A majority of seniors will, yet again, vote GOP. Against their own interests, against the interests of their children and grandchildren, and against the best interests of this nation.
"Almost half of Americans now die with virtually no financial assets, according to a recent study by economics professors at Harvard, MIT and Dartmouth. They found that 46.1 percent of Americans are now dying with less than $10,000 (19 percent die with no financial assets at all) and that many rely almost entirely on Social Security benefits for support. Not surprisingly, those people are disproportionally in poor health." Frankly, depending on the context, I don't necessarily see a problem with this. I see no problem with people that have earned their money spend most of it instead of giving it away or bequeathing it to their heirs.
However, the notion the Romney/Ryan will be looking to significantly reduce medicare and social security (which will impact me as I was born after 1956) causes me huge concern. Unless the Romney/Ryan team rethink and modify their plans, I may very well be voting for Obama/Biden.
Thus, he cannot influence or motive the business community and has completely failed since he became president. You should watch some financial shows/reports and listen to business leaders.
You should also know as you seem to be unaware, revenues received unincorporated business owners are taxes as personal income. So tax cuts to these 'executives' do go to the bottom line for their businesses and impact hiring.
Obama's stimulus plan has been a complete failure - he borrowed money to give to the states so they can retain expensive public workers; didn't create any notable jobs.
You won't hear the stupid comments from Romney like "You didn't make that..." and "the private sector is doing just fine.." as we did from Obama. Obama has no real idea how to working with the business & economic community and they seem to have largely ignored him.
I wouldn't call HC a Ponzi scheme, and it's not a right. It's a service.
The problem is the republican's won't tax them simply because they are the ones who line their pockets with campaign money.
So, the republican's look elsewhere to get that money and now it's the elderly. This same kind of republican logic just happened in Michigan.
Gov.

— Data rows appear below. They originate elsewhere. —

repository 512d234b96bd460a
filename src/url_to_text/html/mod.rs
pub mod extractors;
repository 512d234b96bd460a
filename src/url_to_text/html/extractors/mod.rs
use crate::model::Recipe;
use scraper::{ElementRef, Html};
use url::Url;

mod html_fallback;
mod json_ld;

pub use html_fallback::{
    parse_html, Field, FieldStrategy, HtmlFallbackExtractor, SelectorAttr, SelectorText,
};
pub use json_ld::{parse_json_ld, JsonLdExtractor};

pub struct ParsingContext {
    /// Page the document was fetched from; also the recipe's source URL
    pub url: String,
    pub document: Html,
}

impl ParsingContext {
    pub fn new(url: impl Into<String>, html: &str) -> Self {
        Self {
            url: url.into(),
            document: Html::parse_document(html),
        }
    }
}

/// One way of turning a page into a recipe. `None` means "not found here",
/// so the next extractor in line gets a chance.
pub trait Extractor {
    fn name(&self) -> &'static str;
    fn parse(&self, context: &ParsingContext) -> Option<Recipe>;
}

/// Resolves a possibly relative or protocol-relative reference against the
/// page URL. Returns an empty string when no absolute http(s) URL results.
pub(crate) fn resolve_url(base: &str, reference: &str) -> String {
    let reference = reference.trim();
    if reference.is_empty() {
        return String::new();
    }

    let resolved = match Url::parse(reference) {
        Ok(url) => Some(url),
        Err(url::ParseError::RelativeUrlWithoutBase) => {
            Url::parse(base).ok().and_then(|base| base.join(reference).ok())
        }
        Err(_) => None,
    };

    resolved
        .filter(|url| matches!(url.scheme(), "http" | "https"))
        .map(String::from)
        .unwrap_or_default()
}

/// Whitespace-collapsed text content of an element.
pub(crate) fn element_text(element: &ElementRef) -> String {
    let text = element.text().collect::<Vec<_>>().join(" ");
    text.split_whitespace().collect::<Vec<_>>().join(" ")
}
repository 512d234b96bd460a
use recipe_importer::{parse_html, parse_json_ld, Ingredient};

fn create_recipe_html(json_ld: &str) -> String {
    format!(
        r#"<html><head><script type="application/ld+json">{}</script></head><body></body></html>"#,
        json_ld
    )
}

const URL: &str = "https://example.com/recipe";

#[test]
fn test_case_insensitive_type() {
    let html = create_recipe_html(r#"{"@type": "recipe", "name": "Lowercase"}"#);
    assert_eq!(parse_json_ld(&html, URL).unwrap().title, "Lowercase");
}

#[test]
fn test_non_recipe_document() {
    let html = create_recipe_html(r#"{"@type": "Article", "name": "News"}"#);
    assert!(parse_json_ld(&html, URL).is_none());
}

#[test]
fn test_missing_ingredients_is_partial_record() {
    let html = create_recipe_html(
        r#"{"@type": "Recipe", "name": "Mystery Dish", "recipeInstructions": ["Improvise."]}"#,
    );
    let recipe = parse_json_ld(&html, URL).unwrap();
    assert_eq!(recipe.title, "Mystery Dish");
    assert!(recipe.ingredients.is_empty());
    assert_eq!(recipe.instructions, vec!["Improvise."]);
}

#[test]
fn test_no_instructions() {
    let html = create_recipe_html(
        r#"{"@type": "Recipe", "name": "Assembly Only", "recipeIngredient": ["1 cup berries"]}"#,
    );
    let recipe = parse_json_ld(&html, URL).unwrap();
    assert!(recipe.instructions.is_empty());
    assert_eq!(recipe.ingredients, vec![Ingredient::new("1", "cups", "berries")]);
}

#[test]
fn test_unexpected_field_shapes_are_ignored() {
    let html = create_recipe_html(
        r#"{
            "@type": "Recipe",
            "name": "Odd Shapes",
            "image": 42,
            "recipeYield": {"value": 3},
            "recipeCategory": {"name": "Dessert"},
            "keywords": null,
            "prepTime": 15,
            "recipeInstructions": {"@type": "ItemList", "itemListElement": [{"text": "Stir."}]}
        }"#,
    );
    let recipe = parse_json_ld(&html, URL).unwrap();
    assert_eq!(recipe.title, "Odd Shapes");
    assert_eq!(recipe.image_url, "");
    assert_eq!(recipe.servings, 0);
    assert_eq!(recipe.category, "Other");
    assert!(recipe.tags.is_empty());
    assert_eq!(recipe.prep_time, 0);
    assert_eq!(recipe.instructions, vec!["Stir."]);
}

#[test]
fn test_ingredient_objects_and_vulgar_fractions() {
    let html = create_recipe_html(
        r#"{
            "@type": "Recipe",
            "name": "Scones",
            "recipeIngredient": [
                {"name": "cups flour", "amount": "2"},
                "1½ tsp baking powder",
                "½ cup cream"
            ]
        }"#,
    );
    let recipe = parse_json_ld(&html, URL).unwrap();
    assert_eq!(
        recipe.ingredients,
        vec![
            Ingredient::new("2", "cups", "flour"),
            Ingredient::new("1½", "tsp", "baking powder"),
            Ingredient::new("½", "cups", "cream"),
        ]
    );
}

#[test]
fn test_german_recipe() {
    let html = create_recipe_html(
        r#"{
            "@type": "Recipe",
            "name": "Kartoffelsalat",
            "recipeCategory": "Beilage",
            "recipeIngredient": ["500 g Kartoffeln", "1 EL Senf"],
            "totalTime": "P0DT1H0M"
        }"#,
    );
    let recipe = parse_json_ld(&html, URL).unwrap();
    assert_eq!(recipe.category, "Beilage");
    assert_eq!(recipe.ingredients[0], Ingredient::new("500", "g", "Kartoffeln"));
    assert_eq!(recipe.ingredients[1], Ingredient::new("1", "EL", "Senf"));
    assert_eq!(recipe.additional_time, 60);
}

#[test]
fn test_html_fallback_never_fails() {
    let recipe = parse_html("", URL);
    assert_eq!(recipe.title, "");
    assert_eq!(recipe.source_url, URL);
}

Synder and the republican majority recently passed a bill to eliminate the small business tax.
Then to make up for that loss of revenue and to balance the budget, they state taxed the elderly's pensions. Same republican policy, cater to the 1% and take it out on someone in the 99%
Synder said that passing this bill would create jobs and in all fairness the elderly should pay state taxes.
Well, Michigan's unemployment rate has risen, so where are the jobs the republicans said were going to be created? And now, the elderly get to pay taxes for business'es that they don't even own.
If R & R do get elected and make changes to medicare, the retiree's in Michigan are going to get hit very hard and won't be able to make ends meet with taxes and health care costs.
And what about the rest of America's retiree's? How are they going to create enough jobs to help all of these people that they will force back into the workforce to make ends meet?